[Saved entries]

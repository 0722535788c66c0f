//! Text extraction utilities: pure functions that pull labeled fields, bullet
//! lists, salary ranges, and known skills out of free-text job descriptions.
//!
//! Everything here is stateless and total: a miss yields `None` or an empty list,
//! never an error.

use std::collections::{HashMap, HashSet};
use std::sync::OnceLock;

use regex::{Regex, RegexBuilder};

/// Recognized skills, in the order they are reported.
/// Matching is a case-insensitive substring test against the raw text.
pub const SKILL_CATALOG: [&str; 27] = [
    "Python",
    "FastAPI",
    "SQL",
    "SQLAlchemy",
    "PostgreSQL",
    "SQLite",
    "React",
    "TypeScript",
    "JavaScript",
    "Next.js",
    "Node.js",
    "AWS",
    "GCP",
    "Azure",
    "Docker",
    "Kubernetes",
    "CI/CD",
    "LLM",
    "NLP",
    "REST",
    "GraphQL",
    "Tailwind",
    "Chakra",
    "MUI",
    "Figma",
    "Product",
    "Analytics",
];

const MAX_REQUIRED_SKILLS: usize = 10;
const MAX_PREFERRED_SKILLS: usize = 6;
const MAX_BULLETS: usize = 6;
const MAX_FALLBACK_LINES: usize = 5;
const ANCHOR_WINDOW_CHARS: usize = 400;
const SUMMARY_LINES: usize = 3;

const BULLET_MARKERS: [char; 2] = ['-', '•'];

/// Labels the heuristic analyzer looks for; their patterns are compiled once.
const KNOWN_LABELS: &[&str] = &[
    "title",
    "role",
    "position",
    "company",
    "organization",
    "location",
    "based in",
    "employment",
    "type",
    "job type",
];

fn salary_regex() -> &'static Regex {
    static RE: OnceLock<Regex> = OnceLock::new();
    RE.get_or_init(|| {
        Regex::new(r"\$\s?\d{2,3}[,\d]*[kK]?\s?(?:-|to)\s?\$?\s?\d{2,3}[,\d]*[kK]?")
            .expect("valid regex")
    })
}

fn candidate_token_regex() -> &'static Regex {
    static RE: OnceLock<Regex> = OnceLock::new();
    RE.get_or_init(|| Regex::new(r"[a-z+#.]+").expect("valid regex"))
}

fn build_label_regex(label: &str) -> Option<Regex> {
    let pattern = format!(r"^[ \t]*{}[ \t]*[:|\-][ \t]*(.+)$", regex::escape(label));
    RegexBuilder::new(&pattern)
        .case_insensitive(true)
        .multi_line(true)
        .build()
        .ok()
}

/// Patterns for `KNOWN_LABELS`, compiled once.
fn known_label_regexes() -> &'static HashMap<&'static str, Regex> {
    static RES: OnceLock<HashMap<&'static str, Regex>> = OnceLock::new();
    RES.get_or_init(|| {
        KNOWN_LABELS
            .iter()
            .filter_map(|&label| build_label_regex(label).map(|re| (label, re)))
            .collect()
    })
}

/// Returns the value of the first `label: value` (or `label - value`, `label | value`)
/// line found, trying `labels` in priority order. Labels match case-insensitively
/// at the start of a line.
pub fn extract_line_value(text: &str, labels: &[&str]) -> Option<String> {
    labels.iter().find_map(|label| match known_label_regexes().get(*label) {
        Some(re) => first_line_value(re, text),
        None => first_line_value(&build_label_regex(label)?, text),
    })
}

fn first_line_value(re: &Regex, text: &str) -> Option<String> {
    re.captures_iter(text)
        .filter_map(|caps| caps.get(1))
        .map(|m| m.as_str().trim())
        .find(|value| !value.is_empty())
        .map(String::from)
}

/// Returns the first dollar range such as `$120,000 - $150,000` or `$90k to $110k`.
pub fn extract_salary(text: &str) -> Option<String> {
    salary_regex().find(text).map(|m| m.as_str().to_string())
}

/// Pulls a short list of responsibility-like lines out of the text.
///
/// 1. Bulleted lines (`-` or `•`), markers stripped.
/// 2. Otherwise, the lines of a fixed window starting at the first anchor found.
/// 3. Otherwise, the first few non-empty lines as they are.
pub fn extract_bullets(text: &str, anchors: &[&str]) -> Vec<String> {
    let bullets: Vec<String> = text
        .lines()
        .map(str::trim)
        .filter(|line| line.starts_with(BULLET_MARKERS))
        .map(strip_bullet_marker)
        .filter(|line| !line.is_empty())
        .take(MAX_BULLETS)
        .map(String::from)
        .collect();
    if !bullets.is_empty() {
        return bullets;
    }

    for anchor in anchors {
        let Some(start) = find_case_insensitive(text, anchor) else {
            continue;
        };
        let window: String = text[start..].chars().take(ANCHOR_WINDOW_CHARS).collect();
        let lines: Vec<String> = window
            .lines()
            .map(strip_bullet_marker)
            .filter(|line| !line.is_empty())
            .take(MAX_BULLETS)
            .map(String::from)
            .collect();
        if !lines.is_empty() {
            return lines;
        }
    }

    non_empty_lines(text)
        .take(MAX_FALLBACK_LINES)
        .map(String::from)
        .collect()
}

/// Catalog skills mentioned in `text`, in catalog order.
///
/// `preferred = false` returns the first ten matches; `preferred = true` returns the
/// last six. The split is positional only: both draw on the same matches.
pub fn extract_skills(text: &str, preferred: bool) -> Vec<String> {
    let haystack = text.to_lowercase();
    let matches: Vec<&str> = SKILL_CATALOG
        .iter()
        .copied()
        .filter(|skill| haystack.contains(&skill.to_lowercase()))
        .collect();

    let selected = if preferred {
        &matches[matches.len().saturating_sub(MAX_PREFERRED_SKILLS)..]
    } else {
        &matches[..matches.len().min(MAX_REQUIRED_SKILLS)]
    };
    selected.iter().map(|s| s.to_string()).collect()
}

/// Lowercased word tokens of a candidate profile. `+`, `#` and `.` are kept
/// inside tokens so `c++`, `c#` and `node.js` survive.
pub fn extract_candidate_skills(profile: &str) -> HashSet<String> {
    let lowered = profile.to_lowercase();
    candidate_token_regex()
        .find_iter(&lowered)
        .map(|m| m.as_str().to_string())
        .collect()
}

/// First three non-empty lines joined by single spaces.
pub fn summarize_text(text: &str) -> String {
    non_empty_lines(text)
        .take(SUMMARY_LINES)
        .collect::<Vec<_>>()
        .join(" ")
}

fn non_empty_lines(text: &str) -> impl Iterator<Item = &str> {
    text.lines().map(str::trim).filter(|line| !line.is_empty())
}

fn strip_bullet_marker(line: &str) -> &str {
    line.trim().trim_start_matches(BULLET_MARKERS).trim()
}

/// Byte offset of the first case-insensitive occurrence of `needle` in `text`.
/// Offsets stay valid for `text` because only ASCII is folded.
fn find_case_insensitive(text: &str, needle: &str) -> Option<usize> {
    text.to_ascii_lowercase().find(&needle.to_ascii_lowercase())
}

#[cfg(test)]
mod tests {
    use super::*;

    #[test]
    fn test_line_value_basic_labels() {
        let text = "Title: Senior Engineer\nCompany: Acme Corp\n";
        assert_eq!(
            extract_line_value(text, &["title", "role", "position"]).as_deref(),
            Some("Senior Engineer")
        );
        assert_eq!(
            extract_line_value(text, &["company", "organization"]).as_deref(),
            Some("Acme Corp")
        );
    }

    #[test]
    fn test_line_value_is_case_insensitive_and_accepts_dash() {
        let text = "LOCATION - Remote (US)";
        assert_eq!(
            extract_line_value(text, &["location"]).as_deref(),
            Some("Remote (US)")
        );
    }

    #[test]
    fn test_line_value_label_priority_beats_line_order() {
        let text = "Position: Staff Engineer\nTitle: Senior Engineer";
        assert_eq!(
            extract_line_value(text, &["title", "role", "position"]).as_deref(),
            Some("Senior Engineer")
        );
    }

    #[test]
    fn test_line_value_requires_label_at_line_start() {
        let text = "Your job title: unknown\nWe are hiring";
        assert_eq!(extract_line_value(text, &["title"]), None);
    }

    #[test]
    fn test_line_value_does_not_spill_onto_next_line() {
        let text = "Title:\nAcme builds rockets";
        assert_eq!(extract_line_value(text, &["title"]), None);
    }

    #[test]
    fn test_salary_range_with_commas() {
        let text = "Compensation: $120,000 - $150,000 per year plus equity";
        assert_eq!(extract_salary(text).as_deref(), Some("$120,000 - $150,000"));
    }

    #[test]
    fn test_salary_range_with_to_and_k_suffix() {
        assert_eq!(
            extract_salary("Pay band $90k to $110k").as_deref(),
            Some("$90k to $110k")
        );
    }

    #[test]
    fn test_salary_range_without_commas() {
        let text = "Budget is $120000 - $150000 depending on level";
        assert_eq!(extract_salary(text).as_deref(), Some("$120000 - $150000"));
    }

    #[test]
    fn test_salary_range_with_space_after_dollar() {
        assert_eq!(
            extract_salary("Range: $ 120,000 - 150,000 USD").as_deref(),
            Some("$ 120,000 - 150,000")
        );
    }

    #[test]
    fn test_salary_absent() {
        assert_eq!(extract_salary("Competitive pay, great benefits"), None);
    }

    #[test]
    fn test_line_value_unknown_label_still_matches() {
        let text = "Team: Platform\nReports to: CTO";
        assert_eq!(extract_line_value(text, &["team"]).as_deref(), Some("Platform"));
        assert_eq!(
            extract_line_value(text, &["reports to"]).as_deref(),
            Some("CTO")
        );
    }

    #[test]
    fn test_bullets_prefers_marked_lines() {
        let text = "About the role\n- Build APIs\n• Own pipelines\nOther text";
        assert_eq!(
            extract_bullets(text, &["responsibilities"]),
            vec!["Build APIs", "Own pipelines"]
        );
    }

    #[test]
    fn test_bullets_capped_at_six() {
        let text = (1..=9)
            .map(|i| format!("- Task {i}"))
            .collect::<Vec<_>>()
            .join("\n");
        let bullets = extract_bullets(&text, &[]);
        assert_eq!(bullets.len(), 6);
        assert_eq!(bullets[5], "Task 6");
    }

    #[test]
    fn test_bullets_fall_back_to_anchor_window() {
        let text = "About us\nWe make tools.\n\nResponsibilities: design systems\nship features\n";
        assert_eq!(
            extract_bullets(text, &["responsibilities", "what you will do"]),
            vec!["Responsibilities: design systems", "ship features"]
        );
    }

    #[test]
    fn test_bullets_anchor_window_is_bounded() {
        let filler = "x".repeat(500);
        let text = format!("What you will do\n{filler}\nnever reached");
        let lines = extract_bullets(&text, &["responsibilities", "what you will do"]);
        assert_eq!(lines.len(), 2);
        assert_eq!(lines[0], "What you will do");
        assert!(!lines.iter().any(|l| l.contains("never reached")));
    }

    #[test]
    fn test_bullets_fall_back_to_first_lines() {
        let text = "One\n\nTwo\nThree\nFour\nFive\nSix";
        assert_eq!(
            extract_bullets(text, &["responsibilities"]),
            vec!["One", "Two", "Three", "Four", "Five"]
        );
    }

    #[test]
    fn test_skills_follow_catalog_order() {
        let skills = extract_skills("We use docker, FastAPI and PYTHON daily", false);
        assert_eq!(skills, vec!["Python", "FastAPI", "Docker"]);
    }

    #[test]
    fn test_skills_substring_matches_are_kept() {
        // "PostgreSQL" also contains "SQL"; "Productive" contains "Product".
        let skills = extract_skills("PostgreSQL experience, productive with CI/CD", false);
        assert_eq!(skills, vec!["SQL", "PostgreSQL", "CI/CD", "Product"]);
    }

    #[test]
    fn test_skills_required_first_ten_preferred_last_six() {
        let text = "Python React AWS Docker Kubernetes REST GraphQL Figma";
        let required = extract_skills(text, false);
        assert_eq!(
            required,
            vec!["Python", "React", "AWS", "Docker", "Kubernetes", "REST", "GraphQL", "Figma"]
        );
        let preferred = extract_skills(text, true);
        assert_eq!(
            preferred,
            vec!["AWS", "Docker", "Kubernetes", "REST", "GraphQL", "Figma"]
        );
    }

    #[test]
    fn test_skills_required_capped_at_ten() {
        let text = SKILL_CATALOG.join(" ");
        let required = extract_skills(&text, false);
        assert_eq!(required.len(), 10);
        assert_eq!(required[0], "Python");
        assert_eq!(required[9], "Next.js");
        let preferred = extract_skills(&text, true);
        assert_eq!(
            preferred,
            vec!["Tailwind", "Chakra", "MUI", "Figma", "Product", "Analytics"]
        );
    }

    #[test]
    fn test_skills_none_found() {
        assert!(extract_skills("Brew coffee and greet customers", false).is_empty());
        assert!(extract_skills("", true).is_empty());
    }

    #[test]
    fn test_candidate_tokens_keep_symbols() {
        let tokens = extract_candidate_skills("Expert in C++, C# and Node.js; some Python");
        assert!(tokens.contains("c++"));
        assert!(tokens.contains("c#"));
        assert!(tokens.contains("node.js"));
        assert!(tokens.contains("python"));
        assert!(!tokens.contains("Python"));
    }

    #[test]
    fn test_candidate_tokens_drop_digits() {
        let tokens = extract_candidate_skills("Python3 for 5 years");
        assert!(tokens.contains("python"));
        assert!(tokens.contains("for"));
        assert!(!tokens.iter().any(|t| t.chars().any(|c| c.is_ascii_digit())));
    }

    #[test]
    fn test_summarize_first_three_lines() {
        let text = "\n  First line  \n\nSecond\nThird\nFourth";
        assert_eq!(summarize_text(text), "First line Second Third");
        assert_eq!(summarize_text(""), "");
    }
}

### WHAT NEEDS TO BE DONE
Only lines containing the string "RegexBuilder" belong in the answer; find them in the data above and copy them.

### EXERCISE SOLUTION
use regex::{Regex, RegexBuilder};
    RegexBuilder::new(&pattern)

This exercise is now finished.